A quelques jours du premier déplacement du nouveau président de la République du Sénégal à Paris, le débat reste vif sur un supposé pillage par la France des ressources du Sénégal et au-delà, des pays d’Afrique francophone. Les fake news souvent brandis sur internet ou via des médias peu regardants alimentent la rhétorique anti-impérialiste, voire le sentiment anti-français qui gagne hélas une partie de la jeunesse. Récemment, une folle rumeur circulait sur les canaux WhatsApp sénégalais relative au fait que 80% des entreprises présentes au Sénégal seraient à capitaux français. Naturellement ce chiffre est faux, mais il nous pousse à tenter de déceler le vrai du faux et de rétablir la vérité de la relation économique entre les deux pays, avec des arguments factuels. Tout d’abord, la France et le Sénégal sont des partenaires commerciaux historiques. Depuis 10 ans, les échanges commerciaux entre les deux pays sont en constante augmentation. La France est également le 1er investisseur du Sénégal, avec 43% du stock d’Ide. L’activité des 270 entreprises françaises contribue à hauteur d’un quart du Pib et des recettes fiscales du Sénégal. Enfin, la France est le premier bailleur bilatéral en matière d’aide publique au développement du Sénégal.

Le Sénégal et la France, des partenaires commerciaux majeurs.
D’après le Trésor français, le Sénégal occupe la 56ème place parmi les clients de la France et la 3ème place en Afrique subsaharienne, après l’Afrique du Sud et la Côte d’Ivoire. En 2023, selon les Douanes françaises, les échanges commerciaux entre la France et le Sénégal se sont élevés à 1, 1 milliard d’euros, avec un excédent commercial en faveur de la France s’élevant à 937 millions d’euros.
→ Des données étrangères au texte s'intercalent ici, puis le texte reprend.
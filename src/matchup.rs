use std::collections::HashMap;

use rusqlite::types::Value;
use tracing::debug;

use crate::derive::{DerivedTeamGame, IDENTITY_COLUMNS};
use crate::error::{PipelineError, Result};

#[derive(Debug, Clone, Copy, PartialEq, Eq, Default)]
pub enum Perspective {
    #[default]
    TeamOpponent,
    HomeAway,
}

impl Perspective {
    pub fn suffixes(self) -> (&'static str, &'static str) {
        match self {
            Perspective::TeamOpponent => ("_team", "_opp"),
            Perspective::HomeAway => ("_home", "_away"),
        }
    }

    pub fn filter(self) -> MatchupFilter {
        match self {
            Perspective::TeamOpponent => MatchupFilter::BothSides,
            Perspective::HomeAway => MatchupFilter::HomeOnly,
        }
    }

    pub fn parse(raw: &str) -> Option<Self> {
        match raw.trim().to_ascii_lowercase().as_str() {
            "team" | "team_opponent" => Some(Self::TeamOpponent),
            "home_away" | "home" => Some(Self::HomeAway),
            _ => None,
        }
    }
}

#[derive(Debug, Clone, Copy, PartialEq, Eq)]
pub enum MatchupFilter {
    BothSides,
    HomeOnly,
}

#[derive(Debug, Clone, PartialEq)]
pub struct MatchupRecord {
    pub perspective: Perspective,
    pub game_id: String,
    pub side: DerivedTeamGame,
    pub other: DerivedTeamGame,
}

impl MatchupRecord {
    pub fn numeric_columns(perspective: Perspective) -> Vec<String> {
        let (left, right) = perspective.suffixes();
        let numeric = DerivedTeamGame::numeric_columns();
        numeric
            .iter()
            .map(|c| format!("{c}{left}"))
            .chain(numeric.iter().map(|c| format!("{c}{right}")))
            .collect()
    }

    pub fn numeric_values(&self) -> Vec<f64> {
        let mut out = self.side.numeric_values();
        out.extend(self.other.numeric_values());
        out
    }

    pub fn sql_columns(perspective: Perspective) -> Vec<String> {
        let (left, right) = perspective.suffixes();
        let identity = IDENTITY_COLUMNS
            .iter()
            .filter(|c| **c != "GAME_ID")
            .collect::<Vec<_>>();
        let mut out = vec!["GAME_ID".to_string()];
        out.extend(identity.iter().map(|c| format!("{c}{left}")));
        out.extend(identity.iter().map(|c| format!("{c}{right}")));
        out.extend(Self::numeric_columns(perspective));
        out
    }

    pub fn sql_values(&self) -> Vec<Value> {
        let (side_identity, side_numeric) = split_identity(&self.side);
        let (other_identity, other_numeric) = split_identity(&self.other);
        let mut out = vec![Value::Text(self.game_id.clone())];
        out.extend(side_identity);
        out.extend(other_identity);
        out.extend(side_numeric);
        out.extend(other_numeric);
        out
    }
}

// Identity values without GAME_ID, then the typed numeric values.
fn split_identity(row: &DerivedTeamGame) -> (Vec<Value>, Vec<Value>) {
    let mut identity = row.sql_values();
    let numeric = identity.split_off(IDENTITY_COLUMNS.len());
    identity.remove(4);
    (identity, numeric)
}

/// Self-join on GAME_ID. Each game holds at most two team rows, so the
/// output has at most two rows per game; a third row for the same game is a
/// `DuplicateKey` error rather than a fan-out. Pairs of the same franchise
/// are dropped. Output follows the input order of the left side.
pub fn build_matchups(
    rows: &[DerivedTeamGame],
    perspective: Perspective,
    filter: MatchupFilter,
) -> Result<Vec<MatchupRecord>> {
    let mut by_game: HashMap<&str, Vec<usize>> = HashMap::new();
    for (idx, row) in rows.iter().enumerate() {
        by_game.entry(row.game_id.as_str()).or_default().push(idx);
    }
    if let Some((game_id, members)) = by_game.iter().find(|(_, m)| m.len() > 2) {
        return Err(PipelineError::DuplicateKey {
            game_id: game_id.to_string(),
            rows: members.len(),
        });
    }

    let mut out = Vec::with_capacity(rows.len());
    for (idx, side) in rows.iter().enumerate() {
        if filter == MatchupFilter::HomeOnly && side.home_game != 1 {
            continue;
        }
        for &other_idx in &by_game[side.game_id.as_str()] {
            let other = &rows[other_idx];
            if other_idx == idx || other.team_abbreviation == side.team_abbreviation {
                continue;
            }
            out.push(MatchupRecord {
                perspective,
                game_id: side.game_id.clone(),
                side: side.clone(),
                other: other.clone(),
            });
        }
    }
    debug!(games = by_game.len(), rows = out.len(), ?filter, "built matchups");
    Ok(out)
}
Il convient de noter qu’en 2022, malgré les tensions politiques liées à la matière électorale au Sénégal, les échanges commerciaux entre la France et le Sénégal avaient atteint 1059 millions d’euros, enregistrant une augmentation de 18% par rapport à l’année précédente. Cette tendance positive semble donc se maintenir, avec une croissance continue démontrant la solidité des liens commerciaux entre les 2 pays.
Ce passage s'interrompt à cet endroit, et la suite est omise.